Abstract

This study investigates the heterogeneous effects of the green credit policy (GCP) on firms’ green innovation and transformation and upgradation. Using a comprehensive dataset of companies operating in the green sector, we employ panel regression models to examine the interaction between the policy and firm characteristics among SMEs in Kazakhstan. The results reveal significant heterogeneity in the effects of the policy across different scales of enterprises. In terms of green innovation, the policy has a positive and significant impact on large enterprises, while its effects are not significant for small- and medium-sized enterprises. Similarly, for transformation/upgradation, the policy demonstrates a positive effect on large enterprises but lacks significance for smaller firms.
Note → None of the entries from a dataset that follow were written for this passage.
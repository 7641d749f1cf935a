//! Service layer for RideCare
//!
//! The service layer provides business logic on top of the storage layer:
//! input validation, reference checks, derived statuses and cascades.

pub mod detail;
pub mod service_record;
pub mod service_type;
pub mod status;
pub mod vehicle;

pub use detail::{build_history, detail_view, RecordLookup, ServiceHistory, ServiceRecordDetail};
pub use service_record::{parse_service_date, ServiceRecordService};
pub use service_type::ServiceTypeService;
pub use status::{calculate_status, DueStatus};
pub use vehicle::{VehicleDeletion, VehicleService};
//! Service type repository for JSON storage
//!
//! Manages loading and saving service types to service_types.json

use std::collections::HashMap;
use std::path::PathBuf;
use std::sync::RwLock;

use tracing::debug;

use crate::error::RideCareError;
use crate::models::{ServiceType, ServiceTypeId};

use super::file_io::{read_json, write_json_atomic};

/// Serializable service type data structure
#[derive(Debug, Clone, Default, serde::Serialize, serde::Deserialize)]
pub(crate) struct ServiceTypeData {
    pub service_types: Vec<ServiceType>,
}

/// Repository for service type persistence
pub struct ServiceTypeRepository {
    path: PathBuf,
    data: RwLock<HashMap<ServiceTypeId, ServiceType>>,
}

impl ServiceTypeRepository {
    /// Create a new service type repository
    pub fn new(path: PathBuf) -> Self {
        Self {
            path,
            data: RwLock::new(HashMap::new()),
        }
    }

    /// Load service types from disk
    pub fn load(&self) -> Result<(), RideCareError> {
        let file_data: ServiceTypeData = read_json(&self.path)?;

        let mut data = self.data.write().map_err(|e| {
            RideCareError::Storage(format!("Failed to acquire write lock: {}", e))
        })?;

        *data = file_data
            .service_types
            .into_iter()
            .map(|service_type| (service_type.id, service_type))
            .collect();

        debug!(count = data.len(), "loaded service types");
        Ok(())
    }

    /// Save service types to disk
    pub fn save(&self) -> Result<(), RideCareError> {
        let service_types = self.get_all()?;
        write_json_atomic(&self.path, &ServiceTypeData { service_types })
    }

    /// Get a service type by ID
    pub fn get(&self, id: ServiceTypeId) -> Result<Option<ServiceType>, RideCareError> {
        let data = self.data.read().map_err(|e| {
            RideCareError::Storage(format!("Failed to acquire read lock: {}", e))
        })?;

        Ok(data.get(&id).cloned())
    }

    /// Get all service types sorted by name
    pub fn get_all(&self) -> Result<Vec<ServiceType>, RideCareError> {
        let data = self.data.read().map_err(|e| {
            RideCareError::Storage(format!("Failed to acquire read lock: {}", e))
        })?;

        let mut service_types: Vec<_> = data.values().cloned().collect();
        service_types.sort_by_key(|t| t.name.to_lowercase());
        Ok(service_types)
    }

    /// Get a service type by exact name (case-insensitive)
    ///
    /// A handful of service types exist at most, so this scans.
    pub fn get_by_name(&self, name: &str) -> Result<Option<ServiceType>, RideCareError> {
        let data = self.data.read().map_err(|e| {
            RideCareError::Storage(format!("Failed to acquire read lock: {}", e))
        })?;

        Ok(data.values().find(|t| t.matches_name(name)).cloned())
    }

    /// Insert or update a service type
    pub fn upsert(&self, service_type: ServiceType) -> Result<(), RideCareError> {
        let mut data = self.data.write().map_err(|e| {
            RideCareError::Storage(format!("Failed to acquire write lock: {}", e))
        })?;

        data.insert(service_type.id, service_type);
        Ok(())
    }

    /// Count service types
    pub fn count(&self) -> Result<usize, RideCareError> {
        let data = self.data.read().map_err(|e| {
            RideCareError::Storage(format!("Failed to acquire read lock: {}", e))
        })?;
        Ok(data.len())
    }
}
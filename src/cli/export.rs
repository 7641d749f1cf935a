//! CLI commands for data export
//!
//! Writes service records as CSV to stdout or to a file. When `--output`
//! names an existing directory, a default file name is used inside it. A file
//! is only replaced once the whole export has been written.

use std::io;
use std::path::PathBuf;

use chrono::Utc;
use clap::Subcommand;

use crate::config::settings::Settings;
use crate::error::RideCareResult;
use crate::models::Vehicle;
use crate::services::{ServiceRecordService, VehicleService};
use crate::storage::{write_atomic, Storage};

/// Default file name for a full export
pub const ALL_RECORDS_FILE_NAME: &str = "service_records.csv";

/// Export subcommands
#[derive(Subcommand, Debug)]
pub enum ExportCommands {
    /// Export all service records, soonest due first
    Csv {
        /// Output file or directory (default: stdout)
        #[arg(short, long)]
        output: Option<PathBuf>,
        /// Maximum number of records (default from settings)
        #[arg(short, long)]
        limit: Option<usize>,
    },

    /// Export one vehicle's service history
    Vehicle {
        /// Vehicle number or ID
        vehicle: String,
        /// Output file or directory (default: stdout)
        #[arg(short, long)]
        output: Option<PathBuf>,
    },
}

/// Handle export commands
pub fn handle_export_command(
    storage: &Storage,
    settings: &Settings,
    cmd: ExportCommands,
) -> RideCareResult<()> {
    let service = ServiceRecordService::new(storage);
    let now = Utc::now();

    match cmd {
        ExportCommands::Csv { output, limit } => {
            let limit = limit.unwrap_or(settings.export_limit);
            match output {
                Some(path) => {
                    let path = resolve_output(path, ALL_RECORDS_FILE_NAME);
                    let rows =
                        write_atomic(&path, |writer| service.export_csv(writer, limit, now))?;
                    eprintln!("Exported {} service records to: {}", rows, path.display());
                }
                None => {
                    service.export_csv(io::stdout().lock(), limit, now)?;
                }
            }
        }

        ExportCommands::Vehicle { vehicle, output } => {
            let vehicle = VehicleService::new(storage).require(&vehicle)?;
            match output {
                Some(path) => {
                    let path = resolve_output(path, &vehicle_file_name(&vehicle));
                    let rows = write_atomic(&path, |writer| {
                        service.export_vehicle_csv(vehicle.id, writer, now)
                    })?;
                    eprintln!(
                        "Exported {} service records for {} to: {}",
                        rows,
                        vehicle.vehicle_number,
                        path.display()
                    );
                }
                None => {
                    service.export_vehicle_csv(vehicle.id, io::stdout().lock(), now)?;
                }
            }
        }
    }

    Ok(())
}

/// Default file name for a single vehicle's export
pub fn vehicle_file_name(vehicle: &Vehicle) -> String {
    let number: String = vehicle
        .vehicle_number
        .chars()
        .map(|c| match c {
            '/' | '\\' | ':' | '*' | '?' | '"' | '<' | '>' | '|' => '_',
            c if c.is_whitespace() => '_',
            c => c,
        })
        .collect();
    format!("vehicle_{}_services.csv", number)
}

fn resolve_output(path: PathBuf, default_name: &str) -> PathBuf {
    if path.is_dir() {
        path.join(default_name)
    } else {
        path
    }
}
These findings suggest that larger enterprises may have a greater capacity and more resources to capitalize on the policy incentives and implement greener practices effectively. Additionally, the study identifies technological capability as a mediating factor and regulatory environment as a moderating factor influencing the relationship between the policy and green outcomes. The theoretical implications highlight the importance of considering firm characteristics and contextual factors in understanding the heterogeneous effects of environmental policies. From a practical standpoint, policymakers should tailor policy interventions to account for the varying needs and capacities of different scales of enterprises. Moreover, fostering technological capability and improving the regulatory environment can enhance the effectiveness of green policies.